Problem: Write out all of the data without omission, exactly as shown.

++++++++++

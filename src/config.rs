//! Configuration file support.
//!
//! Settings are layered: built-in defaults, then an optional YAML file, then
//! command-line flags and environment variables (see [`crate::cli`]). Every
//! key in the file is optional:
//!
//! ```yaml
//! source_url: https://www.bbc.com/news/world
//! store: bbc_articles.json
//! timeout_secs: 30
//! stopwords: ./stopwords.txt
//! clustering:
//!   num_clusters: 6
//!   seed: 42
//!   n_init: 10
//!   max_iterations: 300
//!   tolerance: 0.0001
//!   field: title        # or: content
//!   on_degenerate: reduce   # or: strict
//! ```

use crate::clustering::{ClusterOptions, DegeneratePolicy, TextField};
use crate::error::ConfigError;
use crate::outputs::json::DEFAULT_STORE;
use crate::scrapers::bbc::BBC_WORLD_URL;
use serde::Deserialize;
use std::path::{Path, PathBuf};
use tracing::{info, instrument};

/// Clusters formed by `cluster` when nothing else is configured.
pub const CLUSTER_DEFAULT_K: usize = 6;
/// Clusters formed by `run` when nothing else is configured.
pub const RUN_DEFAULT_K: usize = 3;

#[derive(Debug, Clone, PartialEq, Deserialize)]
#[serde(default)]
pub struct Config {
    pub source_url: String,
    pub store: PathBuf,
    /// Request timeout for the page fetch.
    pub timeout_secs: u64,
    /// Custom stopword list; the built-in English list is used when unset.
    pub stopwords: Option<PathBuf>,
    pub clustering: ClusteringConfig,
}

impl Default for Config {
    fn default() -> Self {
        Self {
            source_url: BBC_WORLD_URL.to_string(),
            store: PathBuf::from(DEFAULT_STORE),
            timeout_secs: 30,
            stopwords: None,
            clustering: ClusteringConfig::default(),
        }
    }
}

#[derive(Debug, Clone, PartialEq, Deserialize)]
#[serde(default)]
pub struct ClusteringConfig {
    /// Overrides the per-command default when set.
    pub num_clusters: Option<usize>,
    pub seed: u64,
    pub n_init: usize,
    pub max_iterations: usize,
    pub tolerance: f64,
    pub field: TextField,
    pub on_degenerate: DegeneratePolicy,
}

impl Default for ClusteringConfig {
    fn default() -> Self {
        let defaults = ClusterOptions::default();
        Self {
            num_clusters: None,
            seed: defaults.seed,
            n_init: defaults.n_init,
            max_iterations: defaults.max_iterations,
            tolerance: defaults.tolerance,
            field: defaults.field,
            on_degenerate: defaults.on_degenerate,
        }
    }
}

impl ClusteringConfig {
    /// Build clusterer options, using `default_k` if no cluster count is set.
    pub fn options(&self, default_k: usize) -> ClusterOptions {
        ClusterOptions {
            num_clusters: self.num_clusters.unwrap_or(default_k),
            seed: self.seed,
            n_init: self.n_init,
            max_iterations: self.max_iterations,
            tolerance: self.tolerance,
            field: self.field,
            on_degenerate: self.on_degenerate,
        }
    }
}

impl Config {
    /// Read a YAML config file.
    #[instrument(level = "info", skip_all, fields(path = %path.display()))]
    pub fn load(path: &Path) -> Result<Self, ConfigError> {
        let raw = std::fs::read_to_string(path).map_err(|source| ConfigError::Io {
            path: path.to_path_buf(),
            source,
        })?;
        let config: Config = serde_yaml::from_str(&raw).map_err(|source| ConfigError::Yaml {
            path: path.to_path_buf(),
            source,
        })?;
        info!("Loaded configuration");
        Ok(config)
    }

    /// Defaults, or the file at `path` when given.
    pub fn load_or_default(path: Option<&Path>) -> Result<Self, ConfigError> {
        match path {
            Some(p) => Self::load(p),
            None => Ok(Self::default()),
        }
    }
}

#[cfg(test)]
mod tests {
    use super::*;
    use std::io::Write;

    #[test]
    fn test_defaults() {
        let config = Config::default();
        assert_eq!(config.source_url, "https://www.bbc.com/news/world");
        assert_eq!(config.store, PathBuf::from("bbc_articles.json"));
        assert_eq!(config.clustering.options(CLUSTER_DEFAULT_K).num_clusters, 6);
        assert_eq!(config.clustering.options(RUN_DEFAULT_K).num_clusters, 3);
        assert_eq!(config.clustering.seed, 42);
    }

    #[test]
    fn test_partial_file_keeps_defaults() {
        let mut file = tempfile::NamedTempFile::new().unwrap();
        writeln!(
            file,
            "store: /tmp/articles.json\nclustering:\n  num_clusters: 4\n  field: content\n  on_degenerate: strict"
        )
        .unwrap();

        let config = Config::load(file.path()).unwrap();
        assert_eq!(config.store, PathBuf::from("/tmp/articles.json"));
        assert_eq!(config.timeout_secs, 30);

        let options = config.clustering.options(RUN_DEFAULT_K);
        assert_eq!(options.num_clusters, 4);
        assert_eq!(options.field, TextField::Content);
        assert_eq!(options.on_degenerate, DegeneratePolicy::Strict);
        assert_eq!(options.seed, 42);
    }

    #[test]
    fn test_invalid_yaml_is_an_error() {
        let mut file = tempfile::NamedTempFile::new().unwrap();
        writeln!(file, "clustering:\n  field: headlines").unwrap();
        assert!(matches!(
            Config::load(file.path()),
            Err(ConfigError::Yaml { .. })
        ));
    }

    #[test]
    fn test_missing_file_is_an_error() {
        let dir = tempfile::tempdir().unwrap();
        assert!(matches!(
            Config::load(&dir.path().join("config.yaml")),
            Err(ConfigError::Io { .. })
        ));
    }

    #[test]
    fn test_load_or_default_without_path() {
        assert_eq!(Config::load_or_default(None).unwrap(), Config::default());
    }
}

++++++++++

Solved exercise:
filename src/config.rs
//! Configuration file support.
//!
//! Settings are layered: built-in defaults, then an optional YAML file, then
//! command-line flags and environment variables (see [`crate::cli`]). Every
//! key in the file is optional:
//!
//! ```yaml
//! source_url: https://www.bbc.com/news/world
//! store: bbc_articles.json
//! timeout_secs: 30
//! stopwords: ./stopwords.txt
//! clustering:
//!   num_clusters: 6
//!   seed: 42
//!   n_init: 10
//!   max_iterations: 300
//!   tolerance: 0.0001
//!   field: title        # or: content
//!   on_degenerate: reduce   # or: strict
//! ```

use crate::clustering::{ClusterOptions, DegeneratePolicy, TextField};
use crate::error::ConfigError;
use crate::outputs::json::DEFAULT_STORE;
use crate::scrapers::bbc::BBC_WORLD_URL;
use serde::Deserialize;
use std::path::{Path, PathBuf};
use tracing::{info, instrument};

/// Clusters formed by `cluster` when nothing else is configured.
pub const CLUSTER_DEFAULT_K: usize = 6;
/// Clusters formed by `run` when nothing else is configured.
pub const RUN_DEFAULT_K: usize = 3;

#[derive(Debug, Clone, PartialEq, Deserialize)]
#[serde(default)]
pub struct Config {
    pub source_url: String,
    pub store: PathBuf,
    /// Request timeout for the page fetch.
    pub timeout_secs: u64,
    /// Custom stopword list; the built-in English list is used when unset.
    pub stopwords: Option<PathBuf>,
    pub clustering: ClusteringConfig,
}

impl Default for Config {
    fn default() -> Self {
        Self {
            source_url: BBC_WORLD_URL.to_string(),
            store: PathBuf::from(DEFAULT_STORE),
            timeout_secs: 30,
            stopwords: None,
            clustering: ClusteringConfig::default(),
        }
    }
}

#[derive(Debug, Clone, PartialEq, Deserialize)]
#[serde(default)]
pub struct ClusteringConfig {
    /// Overrides the per-command default when set.
    pub num_clusters: Option<usize>,
    pub seed: u64,
    pub n_init: usize,
    pub max_iterations: usize,
    pub tolerance: f64,
    pub field: TextField,
    pub on_degenerate: DegeneratePolicy,
}

impl Default for ClusteringConfig {
    fn default() -> Self {
        let defaults = ClusterOptions::default();
        Self {
            num_clusters: None,
            seed: defaults.seed,
            n_init: defaults.n_init,
            max_iterations: defaults.max_iterations,
            tolerance: defaults.tolerance,
            field: defaults.field,
            on_degenerate: defaults.on_degenerate,
        }
    }
}

impl ClusteringConfig {
    /// Build clusterer options, using `default_k` if no cluster count is set.
    pub fn options(&self, default_k: usize) -> ClusterOptions {
        ClusterOptions {
            num_clusters: self.num_clusters.unwrap_or(default_k),
            seed: self.seed,
            n_init: self.n_init,
            max_iterations: self.max_iterations,
            tolerance: self.tolerance,
            field: self.field,
            on_degenerate: self.on_degenerate,
        }
    }
}

impl Config {
    /// Read a YAML config file.
    #[instrument(level = "info", skip_all, fields(path = %path.display()))]
    pub fn load(path: &Path) -> Result<Self, ConfigError> {
        let raw = std::fs::read_to_string(path).map_err(|source| ConfigError::Io {
            path: path.to_path_buf(),
            source,
        })?;
        let config: Config = serde_yaml::from_str(&raw).map_err(|source| ConfigError::Yaml {
            path: path.to_path_buf(),
            source,
        })?;
        info!("Loaded configuration");
        Ok(config)
    }

    /// Defaults, or the file at `path` when given.
    pub fn load_or_default(path: Option<&Path>) -> Result<Self, ConfigError> {
        match path {
            Some(p) => Self::load(p),
            None => Ok(Self::default()),
        }
    }
}

#[cfg(test)]
mod tests {
    use super::*;
    use std::io::Write;

    #[test]
    fn test_defaults() {
        let config = Config::default();
        assert_eq!(config.source_url, "https://www.bbc.com/news/world");
        assert_eq!(config.store, PathBuf::from("bbc_articles.json"));
        assert_eq!(config.clustering.options(CLUSTER_DEFAULT_K).num_clusters, 6);
        assert_eq!(config.clustering.options(RUN_DEFAULT_K).num_clusters, 3);
        assert_eq!(config.clustering.seed, 42);
    }

    #[test]
    fn test_partial_file_keeps_defaults() {
        let mut file = tempfile::NamedTempFile::new().unwrap();
        writeln!(
            file,
            "store: /tmp/articles.json\nclustering:\n  num_clusters: 4\n  field: content\n  on_degenerate: strict"
        )
        .unwrap();

        let config = Config::load(file.path()).unwrap();
        assert_eq!(config.store, PathBuf::from("/tmp/articles.json"));
        assert_eq!(config.timeout_secs, 30);

        let options = config.clustering.options(RUN_DEFAULT_K);
        assert_eq!(options.num_clusters, 4);
        assert_eq!(options.field, TextField::Content);
        assert_eq!(options.on_degenerate, DegeneratePolicy::Strict);
        assert_eq!(options.seed, 42);
    }

    #[test]
    fn test_invalid_yaml_is_an_error() {
        let mut file = tempfile::NamedTempFile::new().unwrap();
        writeln!(file, "clustering:\n  field: headlines").unwrap();
        assert!(matches!(
            Config::load(file.path()),
            Err(ConfigError::Yaml { .. })
        ));
    }

    #[test]
    fn test_missing_file_is_an_error() {
        let dir = tempfile::tempdir().unwrap();
        assert!(matches!(
            Config::load(&dir.path().join("config.yaml")),
            Err(ConfigError::Io { .. })
        ));
    }

    #[test]
    fn test_load_or_default_without_path() {
        assert_eq!(Config::load_or_default(None).unwrap(), Config::default());
    }
}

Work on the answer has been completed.